§ **Material for this task**:
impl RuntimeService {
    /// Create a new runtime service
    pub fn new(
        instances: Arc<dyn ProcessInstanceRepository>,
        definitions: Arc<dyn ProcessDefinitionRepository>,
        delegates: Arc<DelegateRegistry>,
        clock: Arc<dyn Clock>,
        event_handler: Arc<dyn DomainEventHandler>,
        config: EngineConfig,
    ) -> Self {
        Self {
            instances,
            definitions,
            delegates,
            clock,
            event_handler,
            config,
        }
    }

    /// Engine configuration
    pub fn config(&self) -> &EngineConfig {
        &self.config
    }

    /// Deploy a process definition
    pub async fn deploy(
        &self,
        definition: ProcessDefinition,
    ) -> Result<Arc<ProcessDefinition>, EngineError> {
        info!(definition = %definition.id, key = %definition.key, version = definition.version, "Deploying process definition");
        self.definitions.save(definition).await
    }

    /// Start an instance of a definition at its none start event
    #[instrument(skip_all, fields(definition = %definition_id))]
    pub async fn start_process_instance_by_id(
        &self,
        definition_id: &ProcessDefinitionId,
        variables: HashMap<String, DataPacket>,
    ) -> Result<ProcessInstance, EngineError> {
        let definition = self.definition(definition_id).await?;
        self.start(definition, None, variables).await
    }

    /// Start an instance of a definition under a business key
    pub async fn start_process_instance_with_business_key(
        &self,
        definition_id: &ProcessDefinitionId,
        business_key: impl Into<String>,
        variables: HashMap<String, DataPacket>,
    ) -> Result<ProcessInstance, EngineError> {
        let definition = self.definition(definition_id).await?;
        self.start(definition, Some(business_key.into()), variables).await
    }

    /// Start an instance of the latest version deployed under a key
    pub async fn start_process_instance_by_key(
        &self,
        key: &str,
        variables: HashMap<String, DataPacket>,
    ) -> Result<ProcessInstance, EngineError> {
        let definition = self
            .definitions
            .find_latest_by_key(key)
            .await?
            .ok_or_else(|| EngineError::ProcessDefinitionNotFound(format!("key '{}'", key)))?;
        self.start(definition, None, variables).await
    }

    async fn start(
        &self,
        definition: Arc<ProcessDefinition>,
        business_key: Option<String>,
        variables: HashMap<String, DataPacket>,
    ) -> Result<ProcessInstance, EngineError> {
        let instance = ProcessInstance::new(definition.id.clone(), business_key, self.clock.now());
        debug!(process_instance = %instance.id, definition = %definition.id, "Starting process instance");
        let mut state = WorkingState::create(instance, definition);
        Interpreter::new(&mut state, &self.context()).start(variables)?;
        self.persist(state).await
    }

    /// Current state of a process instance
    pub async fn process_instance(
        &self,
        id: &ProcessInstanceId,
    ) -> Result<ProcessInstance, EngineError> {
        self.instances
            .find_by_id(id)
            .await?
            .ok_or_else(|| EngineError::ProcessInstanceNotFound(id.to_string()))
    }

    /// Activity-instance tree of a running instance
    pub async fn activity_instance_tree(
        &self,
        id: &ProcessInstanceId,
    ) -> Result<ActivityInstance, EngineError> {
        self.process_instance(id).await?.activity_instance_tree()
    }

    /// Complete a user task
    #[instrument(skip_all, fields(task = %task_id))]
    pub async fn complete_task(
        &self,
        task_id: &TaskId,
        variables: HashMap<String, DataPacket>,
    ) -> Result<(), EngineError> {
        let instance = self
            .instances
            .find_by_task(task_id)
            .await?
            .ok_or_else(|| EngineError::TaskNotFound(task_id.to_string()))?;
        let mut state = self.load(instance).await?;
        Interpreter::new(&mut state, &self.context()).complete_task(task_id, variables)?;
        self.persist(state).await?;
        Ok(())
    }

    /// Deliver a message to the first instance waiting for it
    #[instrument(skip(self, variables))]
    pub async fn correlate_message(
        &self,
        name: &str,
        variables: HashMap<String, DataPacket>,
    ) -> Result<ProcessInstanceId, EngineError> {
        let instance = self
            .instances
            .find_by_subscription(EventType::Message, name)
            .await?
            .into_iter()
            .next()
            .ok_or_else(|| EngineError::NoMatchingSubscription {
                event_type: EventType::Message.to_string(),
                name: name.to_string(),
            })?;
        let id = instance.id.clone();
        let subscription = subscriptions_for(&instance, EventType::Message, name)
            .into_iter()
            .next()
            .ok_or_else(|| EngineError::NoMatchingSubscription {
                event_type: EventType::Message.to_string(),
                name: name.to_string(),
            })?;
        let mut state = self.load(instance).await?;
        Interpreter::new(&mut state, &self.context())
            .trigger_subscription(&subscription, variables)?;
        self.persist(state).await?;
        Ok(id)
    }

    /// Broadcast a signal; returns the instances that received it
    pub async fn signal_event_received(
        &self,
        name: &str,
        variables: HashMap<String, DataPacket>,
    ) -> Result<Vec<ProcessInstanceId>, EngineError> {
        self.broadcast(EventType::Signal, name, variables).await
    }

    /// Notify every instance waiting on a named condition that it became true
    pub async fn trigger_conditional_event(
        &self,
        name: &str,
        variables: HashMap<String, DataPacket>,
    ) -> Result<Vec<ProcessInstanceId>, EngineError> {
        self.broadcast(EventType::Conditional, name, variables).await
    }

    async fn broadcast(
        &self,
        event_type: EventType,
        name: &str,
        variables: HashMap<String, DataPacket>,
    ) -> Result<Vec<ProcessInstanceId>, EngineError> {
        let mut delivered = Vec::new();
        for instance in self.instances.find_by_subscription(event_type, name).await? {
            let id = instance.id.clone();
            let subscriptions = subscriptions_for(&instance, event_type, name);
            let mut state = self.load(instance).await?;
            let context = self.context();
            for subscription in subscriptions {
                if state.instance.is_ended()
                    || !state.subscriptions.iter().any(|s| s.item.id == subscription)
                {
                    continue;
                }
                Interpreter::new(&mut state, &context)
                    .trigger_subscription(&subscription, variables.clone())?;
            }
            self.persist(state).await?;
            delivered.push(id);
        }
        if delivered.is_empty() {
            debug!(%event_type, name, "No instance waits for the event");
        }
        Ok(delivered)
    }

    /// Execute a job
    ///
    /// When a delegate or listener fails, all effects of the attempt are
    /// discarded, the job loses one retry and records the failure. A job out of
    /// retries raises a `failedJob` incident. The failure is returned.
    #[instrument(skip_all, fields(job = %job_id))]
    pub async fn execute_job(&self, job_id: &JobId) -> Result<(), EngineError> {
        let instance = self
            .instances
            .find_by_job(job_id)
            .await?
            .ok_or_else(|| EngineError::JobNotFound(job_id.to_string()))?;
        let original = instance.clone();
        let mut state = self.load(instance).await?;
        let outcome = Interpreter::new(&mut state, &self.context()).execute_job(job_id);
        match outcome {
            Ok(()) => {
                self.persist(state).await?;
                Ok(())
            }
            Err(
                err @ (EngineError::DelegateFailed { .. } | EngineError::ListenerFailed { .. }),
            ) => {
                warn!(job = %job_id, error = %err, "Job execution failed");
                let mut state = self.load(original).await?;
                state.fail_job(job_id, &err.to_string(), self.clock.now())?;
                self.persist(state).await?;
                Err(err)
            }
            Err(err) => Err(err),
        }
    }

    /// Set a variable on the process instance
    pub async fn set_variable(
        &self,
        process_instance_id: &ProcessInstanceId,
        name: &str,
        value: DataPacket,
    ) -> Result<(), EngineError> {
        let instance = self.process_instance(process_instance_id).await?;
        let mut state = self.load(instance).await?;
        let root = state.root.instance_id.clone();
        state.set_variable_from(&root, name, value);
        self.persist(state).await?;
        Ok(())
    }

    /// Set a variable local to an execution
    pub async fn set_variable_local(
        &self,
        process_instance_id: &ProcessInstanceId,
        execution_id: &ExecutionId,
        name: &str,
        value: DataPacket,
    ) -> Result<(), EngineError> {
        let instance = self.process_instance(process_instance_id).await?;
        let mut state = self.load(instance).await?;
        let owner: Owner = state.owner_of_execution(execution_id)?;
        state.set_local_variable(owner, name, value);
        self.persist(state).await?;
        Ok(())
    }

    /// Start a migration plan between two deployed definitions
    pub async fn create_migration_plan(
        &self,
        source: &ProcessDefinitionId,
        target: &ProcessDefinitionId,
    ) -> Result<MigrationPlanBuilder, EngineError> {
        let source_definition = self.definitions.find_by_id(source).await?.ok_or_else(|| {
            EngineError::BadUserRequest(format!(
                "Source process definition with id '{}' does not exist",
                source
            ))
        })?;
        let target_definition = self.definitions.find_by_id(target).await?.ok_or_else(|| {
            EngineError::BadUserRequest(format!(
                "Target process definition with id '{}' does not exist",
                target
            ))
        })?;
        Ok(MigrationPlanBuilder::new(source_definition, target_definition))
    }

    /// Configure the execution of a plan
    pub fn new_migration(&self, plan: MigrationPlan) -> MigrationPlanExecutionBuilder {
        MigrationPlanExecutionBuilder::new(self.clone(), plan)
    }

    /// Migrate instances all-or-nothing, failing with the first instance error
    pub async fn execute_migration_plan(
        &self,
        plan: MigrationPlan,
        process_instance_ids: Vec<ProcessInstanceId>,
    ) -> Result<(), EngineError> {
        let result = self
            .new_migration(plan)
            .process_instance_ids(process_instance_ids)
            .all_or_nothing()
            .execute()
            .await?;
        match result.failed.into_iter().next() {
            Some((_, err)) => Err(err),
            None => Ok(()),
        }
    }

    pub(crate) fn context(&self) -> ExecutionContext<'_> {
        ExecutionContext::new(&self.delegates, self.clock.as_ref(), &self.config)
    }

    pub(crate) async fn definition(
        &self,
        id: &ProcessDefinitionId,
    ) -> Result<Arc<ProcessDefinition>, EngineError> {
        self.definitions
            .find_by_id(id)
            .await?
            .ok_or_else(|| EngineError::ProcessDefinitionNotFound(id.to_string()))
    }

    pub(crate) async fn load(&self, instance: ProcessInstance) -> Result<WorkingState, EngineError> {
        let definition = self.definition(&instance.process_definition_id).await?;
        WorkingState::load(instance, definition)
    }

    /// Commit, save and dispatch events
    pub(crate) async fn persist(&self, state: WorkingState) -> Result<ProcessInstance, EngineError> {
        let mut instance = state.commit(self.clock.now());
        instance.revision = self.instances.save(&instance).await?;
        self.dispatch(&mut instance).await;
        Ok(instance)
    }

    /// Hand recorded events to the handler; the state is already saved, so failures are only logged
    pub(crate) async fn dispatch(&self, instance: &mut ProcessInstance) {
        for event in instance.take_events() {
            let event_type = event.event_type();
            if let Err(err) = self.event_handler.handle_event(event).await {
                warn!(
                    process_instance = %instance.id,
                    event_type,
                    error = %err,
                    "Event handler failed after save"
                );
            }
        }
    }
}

§ **What this task involves**:
Where does the word "instances" appear in the records? Copy every line that holds it.

§ **Solution to this task**:
        instances: Arc<dyn ProcessInstanceRepository>,
            instances,
        self.instances
            .instances
            .instances
    /// Broadcast a signal; returns the instances that received it
        for instance in self.instances.find_by_subscription(event_type, name).await? {
            .instances
    /// Migrate instances all-or-nothing, failing with the first instance error
        instance.revision = self.instances.save(&instance).await?;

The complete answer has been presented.